*** Data to use Section Begins ***

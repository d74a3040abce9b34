use std::collections::BTreeMap;
use std::path::Path;

use serde::Deserialize;
use thiserror::Error;

use super::defaults;

#[derive(Debug, Error)]
pub enum SchemaError {
    #[error("unsupported schema format {0:?}, expected .json or .toml")]
    Format(String),

    #[error("failed to parse schema: {0}")]
    Parse(String),

    #[error("placeholder {0:?} must be a single {{Name}} token")]
    BadPlaceholder(String),

    #[error("label {0:?} normalizes to an empty key")]
    EmptyLabel(String),

    #[error("labels {first:?} and {second:?} both normalize to {normalized:?}")]
    DuplicateLabel {
        first: String,
        second: String,
        normalized: String,
    },

    #[error("schema defines no fields")]
    NoFields,

    #[error(transparent)]
    Pattern(#[from] regex::Error),
}

#[derive(Debug, Clone, Copy, PartialEq, Eq)]
pub enum SchemaFormat {
    Json,
    Toml,
}

impl SchemaFormat {
    pub fn from_path(path: &Path) -> Result<Self, SchemaError> {
        let extension = path
            .extension()
            .and_then(|ext| ext.to_str())
            .map(str::to_ascii_lowercase)
            .unwrap_or_default();
        match extension.as_str() {
            "json" => Ok(Self::Json),
            "toml" => Ok(Self::Toml),
            _ => Err(SchemaError::Format(extension)),
        }
    }
}

#[derive(Debug, Clone, PartialEq, Deserialize)]
#[serde(deny_unknown_fields)]
pub struct FieldDefinition {
    pub label: String,
    pub placeholder: String,
    #[serde(default)]
    pub multiline: bool,
}

#[derive(Debug, Clone, PartialEq, Deserialize)]
#[serde(deny_unknown_fields)]
pub struct CheckboxDefinition {
    pub label: String,
    pub value: String,
}

/// On-disk schema document. Optional keys fall back to the built-in
/// vocabulary when the schema is compiled.
#[derive(Debug, Clone, Default, PartialEq, Deserialize)]
#[serde(deny_unknown_fields)]
pub struct SchemaDefinition {
    pub fields: Vec<FieldDefinition>,
    #[serde(default)]
    pub checkbox_prompt: Option<String>,
    #[serde(default)]
    pub project_type_placeholder: Option<String>,
    #[serde(default)]
    pub checkboxes: Option<Vec<CheckboxDefinition>>,
    #[serde(default)]
    pub regulatory_part_placeholder: Option<String>,
    #[serde(default)]
    pub option_placeholder: Option<String>,
    #[serde(default)]
    pub docket_placeholder: Option<String>,
    #[serde(default)]
    pub notice_placeholder: Option<String>,
    #[serde(default)]
    pub mandatory_placeholders: Option<Vec<String>>,
    #[serde(default)]
    pub mandatory_questions: Option<Vec<String>>,
}

#[derive(Debug, Deserialize)]
#[serde(untagged)]
enum SchemaFile {
    Structured(SchemaDefinition),
    Flat(BTreeMap<String, String>),
}

impl SchemaDefinition {
    /// Parses either the structured form or a flat `label -> placeholder`
    /// mapping, in which every field is single-line.
    pub fn parse(text: &str, format: SchemaFormat) -> Result<Self, SchemaError> {
        let file: SchemaFile = match format {
            SchemaFormat::Json => {
                serde_json::from_str(text).map_err(|err| SchemaError::Parse(err.to_string()))?
            }
            SchemaFormat::Toml => {
                toml::from_str(text).map_err(|err| SchemaError::Parse(err.to_string()))?
            }
        };

        Ok(match file {
            SchemaFile::Structured(definition) => definition,
            SchemaFile::Flat(mapping) => Self {
                fields: mapping
                    .into_iter()
                    .map(|(label, placeholder)| FieldDefinition {
                        label,
                        placeholder,
                        multiline: false,
                    })
                    .collect(),
                ..Self::default()
            },
        })
    }

    pub(super) fn checkbox_prompt(&self) -> &str {
        self.checkbox_prompt
            .as_deref()
            .unwrap_or(defaults::CHECKBOX_PROMPT)
    }

    pub(super) fn project_type_placeholder(&self) -> &str {
        self.project_type_placeholder
            .as_deref()
            .unwrap_or(defaults::PROJECT_TYPE_PLACEHOLDER)
    }

    pub(super) fn regulatory_part_placeholder(&self) -> &str {
        self.regulatory_part_placeholder
            .as_deref()
            .unwrap_or(defaults::REGULATORY_PART_PLACEHOLDER)
    }

    pub(super) fn option_placeholder(&self) -> &str {
        self.option_placeholder
            .as_deref()
            .unwrap_or(defaults::OPTION_PLACEHOLDER)
    }

    pub(super) fn docket_placeholder(&self) -> &str {
        self.docket_placeholder
            .as_deref()
            .unwrap_or(defaults::DOCKET_PLACEHOLDER)
    }

    pub(super) fn notice_placeholder(&self) -> &str {
        self.notice_placeholder
            .as_deref()
            .unwrap_or(defaults::NOTICE_PLACEHOLDER)
    }

    pub(super) fn checkboxes(&self) -> Vec<CheckboxDefinition> {
        self.checkboxes.clone().unwrap_or_else(defaults::checkboxes)
    }

    pub(super) fn mandatory_placeholders(&self) -> Vec<String> {
        self.mandatory_placeholders.clone().unwrap_or_else(|| {
            defaults::MANDATORY_PLACEHOLDERS
                .iter()
                .map(|placeholder| (*placeholder).to_string())
                .collect()
        })
    }

    pub(super) fn mandatory_questions(&self) -> Vec<String> {
        self.mandatory_questions.clone().unwrap_or_else(|| {
            defaults::MANDATORY_QUESTIONS
                .iter()
                .map(|question| (*question).to_string())
                .collect()
        })
    }
}
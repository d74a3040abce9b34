use std::io::{Cursor, Write};

use zip::ZipWriter;
use zip::write::SimpleFileOptions;

use super::Document;

const W_NS: &str = "http://schemas.openxmlformats.org/wordprocessingml/2006/main";
const V_NS: &str = "urn:schemas-microsoft-com:vml";

pub(crate) fn escape(text: &str) -> String {
    text.replace('&', "&amp;")
        .replace('<', "&lt;")
        .replace('>', "&gt;")
}

pub(crate) fn run(text: &str) -> String {
    format!(
        r#"<w:r><w:t xml:space="preserve">{}</w:t></w:r>"#,
        escape(text)
    )
}

pub(crate) fn bold_run(text: &str) -> String {
    format!(
        r#"<w:r><w:rPr><w:b/></w:rPr><w:t xml:space="preserve">{}</w:t></w:r>"#,
        escape(text)
    )
}

pub(crate) fn italic_run(text: &str) -> String {
    format!(
        r#"<w:r><w:rPr><w:i/></w:rPr><w:t xml:space="preserve">{}</w:t></w:r>"#,
        escape(text)
    )
}

/// Run-level content control wrapping `runs`.
pub(crate) fn content_control(runs: &[String]) -> String {
    format!(
        r#"<w:sdt><w:sdtPr><w:tag w:val="field"/></w:sdtPr><w:sdtContent>{}</w:sdtContent></w:sdt>"#,
        runs.concat()
    )
}

pub(crate) fn paragraph_of(runs: &[String]) -> String {
    format!("<w:p>{}</w:p>", runs.concat())
}

pub(crate) fn paragraph(text: &str) -> String {
    if text.is_empty() {
        return "<w:p/>".to_string();
    }
    paragraph_of(&[run(text)])
}

pub(crate) fn paragraphs(lines: &[&str]) -> String {
    lines.iter().map(|line| paragraph(line)).collect()
}

pub(crate) fn table(rows: &[&[&str]]) -> String {
    let mut xml = String::from("<w:tbl>");
    for row in rows {
        xml.push_str("<w:tr>");
        for cell in *row {
            xml.push_str("<w:tc>");
            for line in cell.split('\n') {
                xml.push_str(&paragraph(line));
            }
            xml.push_str("</w:tc>");
        }
        xml.push_str("</w:tr>");
    }
    xml.push_str("</w:tbl>");
    xml
}

/// A paragraph whose only run anchors a VML text box holding `text`.
pub(crate) fn textbox_paragraph(text: &str) -> String {
    format!(
        "<w:p><w:r><w:pict><v:shape><v:textbox><w:txbxContent>{}</w:txbxContent></v:textbox></v:shape></w:pict></w:r></w:p>",
        paragraph(text)
    )
}

pub(crate) fn package(body: &str, header: Option<&str>, footer: Option<&str>) -> Vec<u8> {
    let mut entries: Vec<(String, String)> = vec![
        (
            "[Content_Types].xml".to_string(),
            r#"<?xml version="1.0" encoding="UTF-8" standalone="yes"?><Types xmlns="http://schemas.openxmlformats.org/package/2006/content-types"><Default Extension="xml" ContentType="application/xml"/></Types>"#.to_string(),
        ),
        (
            "_rels/.rels".to_string(),
            r#"<?xml version="1.0" encoding="UTF-8" standalone="yes"?><Relationships xmlns="http://schemas.openxmlformats.org/package/2006/relationships"/>"#.to_string(),
        ),
        (
            "word/document.xml".to_string(),
            format!(
                r#"<?xml version="1.0" encoding="UTF-8" standalone="yes"?><w:document xmlns:w="{W_NS}" xmlns:v="{V_NS}"><w:body>{body}<w:sectPr/></w:body></w:document>"#
            ),
        ),
    ];

    if let Some(header) = header {
        entries.push((
            "word/header1.xml".to_string(),
            format!(r#"<w:hdr xmlns:w="{W_NS}" xmlns:v="{V_NS}">{header}</w:hdr>"#),
        ));
    }
    if let Some(footer) = footer {
        entries.push((
            "word/footer1.xml".to_string(),
            format!(r#"<w:ftr xmlns:w="{W_NS}" xmlns:v="{V_NS}">{footer}</w:ftr>"#),
        ));
    }

    let mut zip = ZipWriter::new(Cursor::new(Vec::new()));
    let options = SimpleFileOptions::default();
    for (name, content) in entries {
        zip.start_file(name.as_str(), options)
            .expect("fixture entry starts");
        zip.write_all(content.as_bytes())
            .expect("fixture entry writes");
    }
    zip.finish().expect("fixture zip finishes").into_inner()
}

pub(crate) fn document(body: &str) -> Document {
    document_with_parts(body, None, None)
}

pub(crate) fn document_with_parts(
    body: &str,
    header: Option<&str>,
    footer: Option<&str>,
) -> Document {
    Document::from_bytes(&package(body, header, footer)).expect("fixture document loads")
}

/// Worksheet made only of single-run paragraphs.
pub(crate) fn worksheet(lines: &[&str]) -> Document {
    document(&paragraphs(lines))
}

*** Data to use Section Ends ***

▶ Problem requirements:
What this exercise asks for is every line of the data above with the word "openxmlformats".

▶ Response box:
const W_NS: &str = "http://schemas.openxmlformats.org/wordprocessingml/2006/main";
            r#"<?xml version="1.0" encoding="UTF-8" standalone="yes"?><Types xmlns="http://schemas.openxmlformats.org/package/2006/content-types"><Default Extension="xml" ContentType="application/xml"/></Types>"#.to_string(),
            r#"<?xml version="1.0" encoding="UTF-8" standalone="yes"?><Relationships xmlns="http://schemas.openxmlformats.org/package/2006/relationships"/>"#.to_string(),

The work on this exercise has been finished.